Par Jean-François Vandeuren

La retenue et le bon goût sont des termes qui ne font visiblement pas parti du vocabulaire d’Albert Dupontel. Les productions de ce dernier sont cacophoniques et accumulent les effets de style tapageurs à un rythme effréné. Dupontel est conscient de ses actes, mais il continue d’assommer le spectateur de ses idées saugrenues, sadiques et un tantinet illogiques sans le moindre remord. La désinvolture et le je-m’en-foutisme parfaitement assumés de l’auteur sont pourtant exécutés dans les règles de l’art et alimentent une ligne de pensée bien précise à laquelle le réalisateur français reste toujours fidèle. Enfermés dehors possède ainsi tous les attributs du scénario classique auquel l’imaginaire tordu de Dupontel nous a habitués, même que ce troisième long-métrage ne présente aucun signe d’assagissement, au bonheur des uns et au grand malheur des autres. Le cinéaste poursuit donc sa route tout en demeurant beaucoup plus enclin à l’accélération qu’au freinage chaque fois qu’il semble sur le point de perdre la maîtrise de son nouveau bolide.
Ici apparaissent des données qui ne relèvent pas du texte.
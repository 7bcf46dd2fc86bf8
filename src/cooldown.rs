//! Per-user command cooldown.

use std::collections::HashMap;
use std::sync::{Mutex, PoisonError};
use std::time::{Duration, Instant};

/// Tracked users above which expired entries are dropped.
const PRUNE_THRESHOLD: usize = 1024;

/// Rejects a user's commands for `interval` after each accepted one.
#[derive(Debug)]
pub struct CooldownGate {
    interval: Duration,
    last_accepted: Mutex<HashMap<String, Instant>>,
}

impl CooldownGate {
    pub fn new(interval: Duration) -> Self {
        Self {
            interval,
            last_accepted: Mutex::new(HashMap::new()),
        }
    }

    /// Accept the command (and restart the user's cooldown), or return the
    /// time left until the user may issue the next one.
    pub fn check(&self, user: &str) -> Result<(), Duration> {
        self.check_at(user, Instant::now())
    }

    pub fn check_at(&self, user: &str, now: Instant) -> Result<(), Duration> {
        let mut last = self
            .last_accepted
            .lock()
            .unwrap_or_else(PoisonError::into_inner);

        if let Some(&at) = last.get(user) {
            let elapsed = now.saturating_duration_since(at);
            if elapsed < self.interval {
                return Err(self.interval - elapsed);
            }
        }

        if last.len() >= PRUNE_THRESHOLD {
            let interval = self.interval;
            last.retain(|_, at| now.saturating_duration_since(*at) < interval);
        }
        last.insert(user.to_string(), now);
        Ok(())
    }

    #[cfg(test)]
    fn tracked(&self) -> usize {
        self.last_accepted
            .lock()
            .unwrap_or_else(PoisonError::into_inner)
            .len()
    }
}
Comme son titre l’indique, le terrain de jeu d’Albert Dupontel dans Enfermés dehors est la rue. Ce dernier met en scène cette fois-ci la révolte de diverses figures marginales face à un système de valeurs sur le déclin. Le cinéaste y campe une sorte de Charlot sur l’acide qui se joindra à la bonne cause le jour où il récupérera par hasard l’uniforme d’un policier venant tout juste de mettre fin à ses jours. Sa première mission consistera à venir en aide à une ancienne star de l’industrie porno dont la fille est retenue prisonnière des griffes de ses beaux-parents. Le clochard se méprendra toutefois sur l’identité des deux quinquagénaires en question et kidnappera plutôt un homme d’affaire sans scrupule. Le sans-abri intégrera alors les rouages d'un étrange conte urbain sous les traits du preux chevalier devant tenir tête à la monarchie afin de sauver sa princesse et de rétablir la justice. Dans cet univers filmique où les possibilités semblent infinis, notre héros trouvera fort heureusement le moyen de survivre aux pires des civismes alors que de son côté, notre roi en costume trois pièces avide de pouvoir et d’argent finira par goûter à sa propre médecine avant, évidemment, de devenir le meilleur ami du peuple.

Au-delà de tout ce que nous pourrions lui reprocher, nous devons bien admettre que le cinéaste français a la main mise sur cette approche sulfureuse qui semble être autant l’aboutissement d’une démarche artistique particulièrement minutieuse que d’un gribouillage exécuté en quatrième vitesse. S’enivrant de la même mise en scène irrévérencieuse que son opus de 1996, le créateur de Bernie propose une facture visuelle absurde, burlesque et hyperactive qui a tout pour nous tenir en haleine du début à la fin et nous affliger d’un horrible mal de tête. En soi, cette énergie et ces nombreux abus de style découlent de l’univers de la bande dessinée. Enfermés dehors accumule d'ailleurs les séquences ne répondant plus à aucune logique, lesquelles s’accrochent comme elles peuvent à une structure narrative instable édifiée de manière exubérante et quelque peu naïve par Dupontel. L'artiste présente également ses respects à des maîtres tels Charles Chaplin et Buster Keaton dont il remanie l’humour slapstick pour l'utiliser à tout autre escient. Ce procédé n’est donc pas employé à des fins comiques dans ce cas-ci, mais plutôt pour alimenter la dynamique déjantée dont l’effort se prévaut déjà à la base.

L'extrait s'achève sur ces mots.